7 On Your Side Investigates: Doctors sounding alarm on medical marijuana

Doctors are sounding the alarm about the lack of research surrounding the use of marijuana to treat pain, even as more as more states legalize the substance for medical and recreational use.

As of 2019, researchers have conducted just 25 clinical trials on cannabis and cannabinoids for pain, according to the American Journal of Endocannabinoid Medicine.

"It is the wild west," said Dr. Sean Morrison, Director of Geriatrics and Palliative Medicine at Mount Sinai. "It is very difficult as prescribers to say, 'Take this much. Take it this frequently.'"

Morrison said marijuana's status as a federally illegal drug has limited funding for research and also has limited training.

A recent survey found nearly nine out of 10 accredited medical schools in the US did not offer endocannabinoid science as an organized course.

"We have had no training in how to prescribe it, and we've had, really, no training in what are the side effects that we look for, or as importantly, how does this medication interact with other medications," said Dr. Morrison, who specializes in treating pain and added that he's had to seek out information independently of formal training to better serve his patients.

Right now, 33 states and Washington DC have legalized marijuana at the very least for medical use, and a growing number of the more than 50 million Americans that the Centers for Disease Control estimates suffer from chronic pain are turning to the substance, often as an alternative to powerful and potentially addictive opioids.

Across the Tri-State Area, more than 195,000 people are registered medical marijuana patients.

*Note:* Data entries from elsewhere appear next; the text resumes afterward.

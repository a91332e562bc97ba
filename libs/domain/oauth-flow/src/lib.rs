// [libs/domain/oauth-flow/src/lib.rs]
mod errors;
mod flow;
mod html;

pub use errors::OAuthFlowError;
pub use flow::{callback, install, CallbackOutcome};
pub use html::render_success;
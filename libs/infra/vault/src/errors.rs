// [libs/infra/vault/src/errors.rs]
use connectbridge_crypto::CryptoError;
use connectbridge_db::DbError;
use thiserror::Error;

#[derive(Error, Debug)]
pub enum VaultError {
    /// No existe conexion para el par `(tenant_id, livemode)` solicitado.
    #[error("[L2_VAULT_FAULT]: CONNECTION_NOT_FOUND")]
    NotFound,

    #[error("[L2_VAULT_CRYPTO_FAULT]: {0}")]
    Crypto(#[from] CryptoError),

    #[error("[L2_VAULT_DB_FAULT]: {0}")]
    Db(#[from] DbError),
}
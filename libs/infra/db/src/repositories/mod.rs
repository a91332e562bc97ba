// [libs/infra/db/src/repositories/mod.rs]
pub mod oauth_connections;
pub mod oauth_states;
pub mod provisioned_databases;
// [libs/domain/refresh/src/lib.rs]
/*!
 * APARATO: ADAPTADOR DE REFRESCO JUST-IN-TIME (ESTRATO L3)
 * RESPONSABILIDAD: ENTREGAR UN ACCESS TOKEN VIGENTE, ROTANDO SI HACE FALTA
 *
 * El margen de 5 minutos evita entregar un token que venza a mitad de una
 * llamada upstream que lo consume. Un fallo en los pasos 2-3 deja la fila
 * almacenada intacta: el invocador recibe `RefreshFailed` y el token
 * previo sigue siendo valido hasta el proximo intento.
 */

mod errors;

pub use errors::RefreshError;

use chrono::{Duration, Utc};
use connectbridge_crypto::EncryptionKey;
use connectbridge_models::config::Settings;
use connectbridge_models::Livemode;
use connectbridge_platform::PlatformClient;
use sqlx::PgPool;
use tracing::{instrument, warn};

const EXPIRY_SKEW_MINUTES: i64 = 5;

#[instrument(skip(pool, vault_key, platform, settings))]
pub async fn get_fresh_access(
    pool: &PgPool,
    vault_key: &EncryptionKey,
    platform: &PlatformClient,
    settings: &Settings,
    tenant_id: &str,
    livemode: Livemode,
) -> Result<String, RefreshError> {
    let now = Utc::now();

    let connection = connectbridge_vault::get_connection(pool, vault_key, tenant_id, livemode)
        .await
        .map_err(|e| {
            warn!("vault lookup failed during refresh: {}", e);
            RefreshError::NotConnected
        })?
        .ok_or(RefreshError::NotConnected)?;

    if connection.access_token_expires_at > now + Duration::minutes(EXPIRY_SKEW_MINUTES) {
        return Ok(connection.access_token);
    }

    let credentials = settings.credentials_for(livemode);

    let exchange = platform.refresh(credentials, &connection.refresh_token).await.map_err(|e| {
        warn!("refresh call failed, leaving stored connection untouched: {}", e);
        RefreshError::RefreshFailed
    })?;

    let new_access_token_expires_at = now + Duration::seconds(exchange.expires_in_seconds as i64);

    connectbridge_vault::update_rotated_tokens(
        pool,
        vault_key,
        tenant_id,
        livemode,
        &exchange.access_token,
        new_access_token_expires_at,
        &exchange.refresh_token,
        now,
    )
    .await
    .map_err(|e| {
        warn!("failed to persist rotated refresh token: {}", e);
        RefreshError::RefreshFailed
    })?;

    Ok(exchange.access_token)
}
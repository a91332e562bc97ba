// [libs/core/crypto/src/lib.rs]
/*!
 * =================================================================
 * APARATO: CRYPTOGRAPHY PRIMITIVES (ESTRATO L1-CORE)
 * RESPONSABILIDAD: AEAD ENVELOPE, DIGESTS Y VERIFICACION DE FIRMAS HMAC
 *
 * Este modulo es el contrato de interoperabilidad entre el backend en
 * linea y el barredor de tokens por lotes: ambos leen y escriben el
 * mismo sobre versionado de cifrado (ver `envelope`), de modo que un
 * token rotado por el barredor siempre es legible por el backend y
 * viceversa.
 * =================================================================
 */

mod envelope;
mod key;
mod signature;

pub use envelope::{decrypt, encrypt};
pub use key::EncryptionKey;
pub use signature::verify_mac;

use sha2::{Digest, Sha256};
use thiserror::Error;

/// Cataloga los fallos del estrato criptografico. La variante `Corrupt` es
/// deliberadamente opaca: nunca debe revelar si el fallo fue de longitud,
/// version o integridad del tag, para no regalar un oraculo a un atacante.
#[derive(Error, Debug, PartialEq, Eq)]
pub enum CryptoError {
    /// El ciphertext es ilegible: version desconocida, longitudes de
    /// IV/tag incorrectas, o el tag de autenticacion no valida.
    #[error("[L1_CRYPTO_FAULT]: CIPHERTEXT_CORRUPT")]
    Corrupt,

    /// La clave de cifrado de proceso no fue cargada (fallo fatal de arranque).
    #[error("[L1_CRYPTO_FAULT]: ENCRYPTION_KEY_MISSING")]
    Misconfigured,
}

/// Produce el digest SHA-256 hexadecimal de un valor, usado exclusivamente
/// para el hashing de estado CSRF de un solo uso (nunca el valor crudo se
/// persiste ni se registra).
pub fn digest(value: &str) -> String {
    let mut hasher = Sha256::new();
    hasher.update(value.as_bytes());
    hex::encode(hasher.finalize())
}

/// Genera un token CSPRNG de `n` bytes, codificado en hexadecimal.
pub fn random_token(n: usize) -> String {
    use rand::RngCore;
    let mut buf = vec![0u8; n];
    rand::rngs::OsRng.fill_bytes(&mut buf);
    hex::encode(buf)
}

const ALPHANUMERIC_CHARSET: &[u8] =
    b"ABCDEFGHIJKLMNOPQRSTUVWXYZabcdefghijklmnopqrstuvwxyz0123456789";

/// Genera una contrasena alfanumerica CSPRNG de `n` caracteres, para el
/// unico momento en que la contrasena de una base provisionada se
/// transmite en claro (§4.8).
pub fn random_alphanumeric(n: usize) -> String {
    use rand::Rng;
    let mut rng = rand::rngs::OsRng;
    (0..n)
        .map(|_| {
            let idx = rng.gen_range(0..ALPHANUMERIC_CHARSET.len());
            ALPHANUMERIC_CHARSET[idx] as char
        })
        .collect()
}

#[cfg(test)]
mod tests {
    use super::*;

    #[test]
    fn digest_is_deterministic_and_never_echoes_input() {
        let a = digest("raw-state-value");
        let b = digest("raw-state-value");
        assert_eq!(a, b);
        assert_ne!(a, "raw-state-value");
        assert_eq!(a.len(), 64);
    }

    #[test]
    fn random_token_has_requested_byte_length() {
        let t = random_token(32);
        assert_eq!(t.len(), 64);
        let t2 = random_token(32);
        assert_ne!(t, t2, "CSPRNG must not repeat across calls");
    }

    #[test]
    fn random_alphanumeric_has_requested_length_and_charset() {
        let password = random_alphanumeric(24);
        assert_eq!(password.len(), 24);
        assert!(password.chars().all(|c| c.is_ascii_alphanumeric()));
    }
}
// [libs/infra/signature/src/lib.rs]
mod errors;
mod identifiers;
mod verifier;

pub use errors::SignatureError;
pub use identifiers::{from_json_body, from_query};
pub use verifier::{canonical_payload, verify_signature, verify_signature_with_tolerance, VerifiedIdentity};
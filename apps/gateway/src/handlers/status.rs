// [apps/gateway/src/handlers/status.rs]
//! `GET /status`: lee la fila de aprovisionamiento del tenant verificado,
//! la avanza a lo sumo un tick, y devuelve una vista normalizada (§4.10).

use crate::errors::ApiError;
use crate::state::AppState;
use axum::extract::State;
use axum::response::{IntoResponse, Json, Response};
use axum::http::StatusCode;
use connectbridge_crypto::decrypt;
use connectbridge_db::repositories::provisioned_databases;
use connectbridge_signature::VerifiedIdentity;
use serde::Serialize;
use tracing::{instrument, warn};

use axum::Extension;

#[derive(Debug, Serialize)]
struct StatusResponse {
    status: &'static str,
    step: Option<&'static str>,
    error_message: Option<String>,
    #[serde(skip_serializing_if = "Option::is_none")]
    connection_string: Option<String>,
    project_ref: Option<String>,
    created_at: Option<chrono::DateTime<chrono::Utc>>,
}

fn status_label(status: connectbridge_models::ProvisioningStatus) -> &'static str {
    use connectbridge_models::ProvisioningStatus::*;
    match status {
        Pending => "pending",
        Provisioning => "provisioning",
        Installing => "installing",
        Syncing => "syncing",
        Ready => "ready",
        Error => "error",
    }
}

fn step_label(step: connectbridge_models::InstallStep) -> &'static str {
    use connectbridge_models::InstallStep::*;
    match step {
        CreateProject => "create_project",
        CreateDatabase => "create_database",
        WaitDatabaseReady => "wait_database_ready",
        ApplySchema => "apply_schema",
        VerifyConnection => "verify_connection",
        StartSync => "start_sync",
        VerifySync => "verify_sync",
        Done => "done",
    }
}

#[instrument(skip(state, identity), fields(tenant_id = %identity.tenant_id))]
pub async fn handle_status(
    State(state): State<AppState>,
    Extension(identity): Extension<VerifiedIdentity>,
) -> Result<Response, ApiError> {
    let tenant_id = &identity.tenant_id;

    let existing = provisioned_databases::get(state.db.pool(), tenant_id)
        .await
        .map_err(|e| ApiError::Internal(e.to_string()))?;

    let Some(mut row) = existing else {
        return Err(ApiError::Unauthorized);
    };

    if !row.is_terminal() {
        let ctx = state.provisioning_context();
        match connectbridge_provisioning::tick(state.db.pool(), &ctx, tenant_id).await {
            Ok(result) => {
                if let Some(advanced) = result.row {
                    row = advanced;
                }
            }
            Err(e) => {
                warn!("tick failed during status poll, returning prior state: {}", e);
            }
        }
    }

    let connection_string = if matches!(row.install_status, connectbridge_models::ProvisioningStatus::Ready) {
        match decrypt(&state.settings.encryption_key, &row.db_password_ciphertext) {
            Ok(password_bytes) => {
                let password = String::from_utf8_lossy(&password_bytes);
                Some(format!(
                    "postgresql://postgres.{}:{}@aws-1-{}.pooler.supabase.com:5432/postgres",
                    row.project_ref, password, row.region
                ))
            }
            Err(e) => {
                warn!("failed to decrypt stored database password: {}", e);
                None
            }
        }
    } else {
        None
    };

    let body = StatusResponse {
        status: status_label(row.install_status),
        step: row.install_step.map(step_label),
        error_message: row.error_message,
        connection_string,
        project_ref: if row.project_ref.is_empty() { None } else { Some(row.project_ref) },
        created_at: Some(row.created_at),
    };

    Ok((StatusCode::OK, Json(body)).into_response())
}
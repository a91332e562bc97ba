// [libs/infra/vault/src/lib.rs]
/*!
 * APARATO: BOVEDA DE TOKENS (ESTRATO L2)
 * RESPONSABILIDAD: CIFRADO/DESCIFRADO TRANSPARENTE DE TOKENS OAUTH
 *
 * Unico punto del sistema donde un token en claro cruza la frontera de
 * persistencia. La invariante central: un refresh token rotado se
 * persiste en esta boveda ANTES de que su access token acompanante se
 * entregue a cualquier consumidor (ver connectbridge-refresh). Esta
 * propiedad la garantiza `update_rotated_tokens`, que escribe ambos
 * tokens en una unica sentencia atomica.
 */

mod errors;
mod plaintext;

pub use errors::VaultError;
pub use plaintext::PlaintextConnection;

use chrono::{DateTime, Utc};
use connectbridge_crypto::{decrypt, encrypt, EncryptionKey};
use connectbridge_db::repositories::oauth_connections;
use connectbridge_models::{Livemode, OAuthConnection};
use sqlx::PgPool;
use tracing::instrument;

fn decrypt_connection(
    key: &EncryptionKey,
    connection: OAuthConnection,
) -> Result<PlaintextConnection, VaultError> {
    let access_token = String::from_utf8_lossy(&decrypt(key, &connection.access_token_ciphertext)?)
        .into_owned();
    let refresh_token =
        String::from_utf8_lossy(&decrypt(key, &connection.refresh_token_ciphertext)?).into_owned();

    Ok(PlaintextConnection {
        tenant_id: connection.tenant_id,
        livemode: connection.livemode,
        scope: connection.scope,
        publishable_identifier: connection.publishable_identifier,
        access_token,
        access_token_expires_at: connection.access_token_expires_at,
        refresh_token,
        refresh_token_rotated_at: connection.refresh_token_rotated_at,
    })
}

#[instrument(skip(pool, key, access_token, refresh_token))]
#[allow(clippy::too_many_arguments)]
pub async fn upsert_connection(
    pool: &PgPool,
    key: &EncryptionKey,
    tenant_id: &str,
    livemode: Livemode,
    scope: &str,
    publishable_identifier: Option<&str>,
    access_token: &str,
    access_token_expires_at: DateTime<Utc>,
    refresh_token: &str,
    now: DateTime<Utc>,
) -> Result<(), VaultError> {
    let connection = OAuthConnection {
        tenant_id: tenant_id.to_string(),
        livemode,
        scope: scope.to_string(),
        publishable_identifier: publishable_identifier.map(str::to_string),
        access_token_ciphertext: encrypt(key, access_token.as_bytes()),
        access_token_expires_at,
        refresh_token_ciphertext: encrypt(key, refresh_token.as_bytes()),
        refresh_token_rotated_at: now,
        created_at: now,
        updated_at: now,
    };

    oauth_connections::upsert(pool, &connection).await?;
    Ok(())
}

/// Sustituye el par de tokens en una unica escritura atomica: el refresh
/// token nuevo queda persistido en la misma sentencia que el access token
/// que lo acompana, nunca en pasos separados.
#[instrument(skip(pool, key, new_access_token, new_refresh_token))]
pub async fn update_rotated_tokens(
    pool: &PgPool,
    key: &EncryptionKey,
    tenant_id: &str,
    livemode: Livemode,
    new_access_token: &str,
    new_access_token_expires_at: DateTime<Utc>,
    new_refresh_token: &str,
    now: DateTime<Utc>,
) -> Result<(), VaultError> {
    let access_token_ciphertext = encrypt(key, new_access_token.as_bytes());
    let refresh_token_ciphertext = encrypt(key, new_refresh_token.as_bytes());

    oauth_connections::update_rotated_tokens(
        pool,
        tenant_id,
        livemode,
        &access_token_ciphertext,
        new_access_token_expires_at,
        &refresh_token_ciphertext,
        now,
        now,
    )
    .await
    .map_err(|e| match e {
        connectbridge_db::DbError::NotFound => VaultError::NotFound,
        other => VaultError::Db(other),
    })?;

    Ok(())
}

#[instrument(skip(pool, key))]
pub async fn get_connection(
    pool: &PgPool,
    key: &EncryptionKey,
    tenant_id: &str,
    livemode: Livemode,
) -> Result<Option<PlaintextConnection>, VaultError> {
    let Some(connection) = oauth_connections::get(pool, tenant_id, livemode).await? else {
        return Ok(None);
    };

    Ok(Some(decrypt_connection(key, connection)?))
}

pub async fn list_connections(
    pool: &PgPool,
    key: &EncryptionKey,
) -> Result<Vec<PlaintextConnection>, VaultError> {
    oauth_connections::list_all(pool)
        .await?
        .into_iter()
        .map(|c| decrypt_connection(key, c))
        .collect()
}

/// Conexiones candidatas al barrido masivo: su access token vence antes de
/// `before` (§4.11).
pub async fn list_expiring_before(
    pool: &PgPool,
    key: &EncryptionKey,
    before: DateTime<Utc>,
) -> Result<Vec<PlaintextConnection>, VaultError> {
    oauth_connections::list_expiring_before(pool, before)
        .await?
        .into_iter()
        .map(|c| decrypt_connection(key, c))
        .collect()
}

pub async fn delete_connection(
    pool: &PgPool,
    tenant_id: &str,
    livemode: Livemode,
) -> Result<(), VaultError> {
    oauth_connections::delete(pool, tenant_id, livemode).await?;
    Ok(())
}
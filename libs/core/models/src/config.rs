// [libs/core/models/src/config.rs]
//! Configuracion de proceso: cargada una unica vez en el arranque, nunca
//! redescubierta perezosamente en tiempo de ejecucion. Una variable
//! obligatoria ausente es un fallo fatal de arranque (§4.1, §9).

use crate::domain::Livemode;
use connectbridge_crypto::EncryptionKey;
use std::env;
use thiserror::Error;

#[derive(Error, Debug)]
pub enum ConfigError {
    #[error("[L1_CONFIG_FAULT]: MISSING_ENV_VAR -> {0}")]
    Missing(&'static str),
    #[error("[L1_CONFIG_FAULT]: INVALID_ENCRYPTION_KEY")]
    InvalidEncryptionKey,
}

/// Credenciales de la plataforma de comercio, separadas por modo.
#[derive(Debug, Clone)]
pub struct ModeCredentials {
    pub secret_key: String,
    pub app_client_id: String,
}

/// Configuracion soberana de proceso, hidratada una sola vez en `ignite`.
#[derive(Clone)]
pub struct Settings {
    pub encryption_key: EncryptionKey,
    pub database_url: String,
    pub test_credentials: ModeCredentials,
    pub live_credentials: ModeCredentials,
    /// Lista rotada de secretos de firma (el mas reciente al final).
    pub app_signing_secrets: Vec<String>,
    pub control_plane_access_token: String,
    pub control_plane_organization_id: String,
    pub control_plane_region: String,
    pub base_url: String,
    pub wait_database_ready_timeout_ms: u64,
}

impl Settings {
    /// Hidrata la configuracion desde el entorno del proceso. Falla
    /// atomicamente ante la primera variable obligatoria ausente o
    /// malformada en lugar de construir un `Settings` parcialmente valido.
    pub fn from_env() -> Result<Self, ConfigError> {
        let encryption_key_raw = required("ENCRYPTION_KEY")?;
        let encryption_key =
            EncryptionKey::from_hex(&encryption_key_raw).map_err(|_| ConfigError::InvalidEncryptionKey)?;

        let app_signing_secrets: Vec<String> = required("STRIPE_APP_SIGNING_SECRET")?
            .split(',')
            .map(|s| s.trim().to_string())
            .filter(|s| !s.is_empty())
            .collect();

        if app_signing_secrets.is_empty() {
            return Err(ConfigError::Missing("STRIPE_APP_SIGNING_SECRET"));
        }

        Ok(Self {
            encryption_key,
            database_url: required("DATABASE_URL")?,
            test_credentials: ModeCredentials {
                secret_key: required("STRIPE_SECRET_KEY_TEST")?,
                app_client_id: required("STRIPE_APP_CLIENT_ID_TEST")?,
            },
            live_credentials: ModeCredentials {
                secret_key: required("STRIPE_SECRET_KEY_LIVE")?,
                app_client_id: required("STRIPE_APP_CLIENT_ID_LIVE")?,
            },
            app_signing_secrets,
            control_plane_access_token: required("SUPABASE_ACCESS_TOKEN")?,
            control_plane_organization_id: required("SUPABASE_ORGANIZATION_ID")?,
            control_plane_region: env::var("SUPABASE_REGION").unwrap_or_else(|_| "us-east-1".to_string()),
            base_url: required("BASE_URL")?,
            wait_database_ready_timeout_ms: env::var("PROVISIONING_WAIT_DATABASE_READY_TIMEOUT_MS")
                .ok()
                .and_then(|v| v.parse().ok())
                .unwrap_or(600_000),
        })
    }

    /// Las credenciales de la plataforma para el modo dado.
    pub fn credentials_for(&self, mode: Livemode) -> &ModeCredentials {
        match mode {
            Livemode::Test => &self.test_credentials,
            Livemode::Live => &self.live_credentials,
        }
    }
}

fn required(name: &'static str) -> Result<String, ConfigError> {
    env::var(name)
        .ok()
        .filter(|v| !v.is_empty())
        .ok_or(ConfigError::Missing(name))
}
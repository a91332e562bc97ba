// [libs/domain/provisioning/src/lib.rs]
/*!
 * APARATO: MAQUINA DE ESTADOS DE APROVISIONAMIENTO (ESTRATO L3)
 * RESPONSABILIDAD: AVANCE RESUMIBLE, BLOQUEADO POR ADVISORY LOCK, UN TICK A LA VEZ
 */

mod context;
mod engine;
mod errors;
mod sanitize;
mod start;

pub use context::ProvisioningContext;
pub use engine::{tick, TickResult};
pub use errors::ProvisioningError;
pub use sanitize::sanitize_error_message;
pub use start::start_provisioning;
//! Logging init: file under XDG state dir, or graceful fallback to stderr.

use anyhow::Result;
use std::fs;
use std::io;
use std::path::PathBuf;
use tracing_subscriber::fmt::writer::BoxMakeWriter;
use tracing_subscriber::fmt::MakeWriter;
use tracing_subscriber::EnvFilter;

const DEFAULT_FILTER: &str = "info,winkel=debug,winkel_core=debug,winkel_cli=debug";

/// Writer that is either the log file or stderr (used when the file clone fails).
enum FileOrStderr {
    File(std::fs::File),
    Stderr,
}

impl io::Write for FileOrStderr {
    fn write(&mut self, buf: &[u8]) -> io::Result<usize> {
        match self {
            FileOrStderr::File(f) => f.write(buf),
            FileOrStderr::Stderr => io::stderr().lock().write(buf),
        }
    }

    fn flush(&mut self) -> io::Result<()> {
        match self {
            FileOrStderr::File(f) => f.flush(),
            FileOrStderr::Stderr => io::stderr().lock().flush(),
        }
    }
}

fn env_filter() -> EnvFilter {
    EnvFilter::try_from_default_env().unwrap_or_else(|_| EnvFilter::new(DEFAULT_FILTER))
}

/// Path of the log file: `~/.local/state/winkel/winkel.log` (parent dir is created).
pub fn log_path() -> Result<PathBuf> {
    let xdg_dirs = xdg::BaseDirectories::with_prefix("winkel")?;
    Ok(xdg_dirs.place_state_file("winkel.log")?)
}

/// Initialize structured logging to `~/.local/state/winkel/winkel.log`.
/// On failure (e.g. log dir unwritable), returns Err so the caller can fall back to stderr.
pub fn init_logging() -> Result<()> {
    let log_file_path = log_path()?;
    if let Some(dir) = log_file_path.parent() {
        fs::create_dir_all(dir)?;
    }

    let file = fs::OpenOptions::new()
        .create(true)
        .append(true)
        .open(&log_file_path)?;

    struct FileMakeWriter(std::fs::File);

    impl<'a> MakeWriter<'a> for FileMakeWriter {
        type Writer = FileOrStderr;

        fn make_writer(&'a self) -> Self::Writer {
            self.0
                .try_clone()
                .map(FileOrStderr::File)
                .unwrap_or(FileOrStderr::Stderr)
        }
    }

    let writer: BoxMakeWriter = BoxMakeWriter::new(FileMakeWriter(file));

    tracing_subscriber::fmt()
        .with_env_filter(env_filter())
        .with_writer(writer)
        .with_ansi(false)
        .try_init()
        .map_err(|e| anyhow::anyhow!("logging init: {}", e))?;

    tracing::info!("winkel logging initialized at {}", log_file_path.display());

    Ok(())
}

/// Initialize logging to stderr only (no file). Use when init_logging() fails so the CLI doesn't crash.
pub fn init_logging_stderr() {
    let _ = tracing_subscriber::fmt()
        .with_env_filter(env_filter())
        .with_writer(std::io::stderr)
        .with_ansi(false)
        .try_init();
}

According to the New York and New Jersey Departments of Health and the Connecticut Department of Consumer Protection, there are more than 98,000 registered medical marijuana patients in New York, more than 59,000 in New Jersey, and more than 37,000 in Connecticut.

Doctors like Morrison worry about guiding those patients and having the answers they need.

Several bills in Congress would expand access to marijuana and opportunities for research, and doctors like Morrison hope they pass.

"What I would really like is the investment of the federal government into pain research," Dr. Morrison said. "Preliminary data suggests that it might be, in some circumstances, an effective pain medication and it's an area where we have few effective pain medications. And I think it really is worth studying."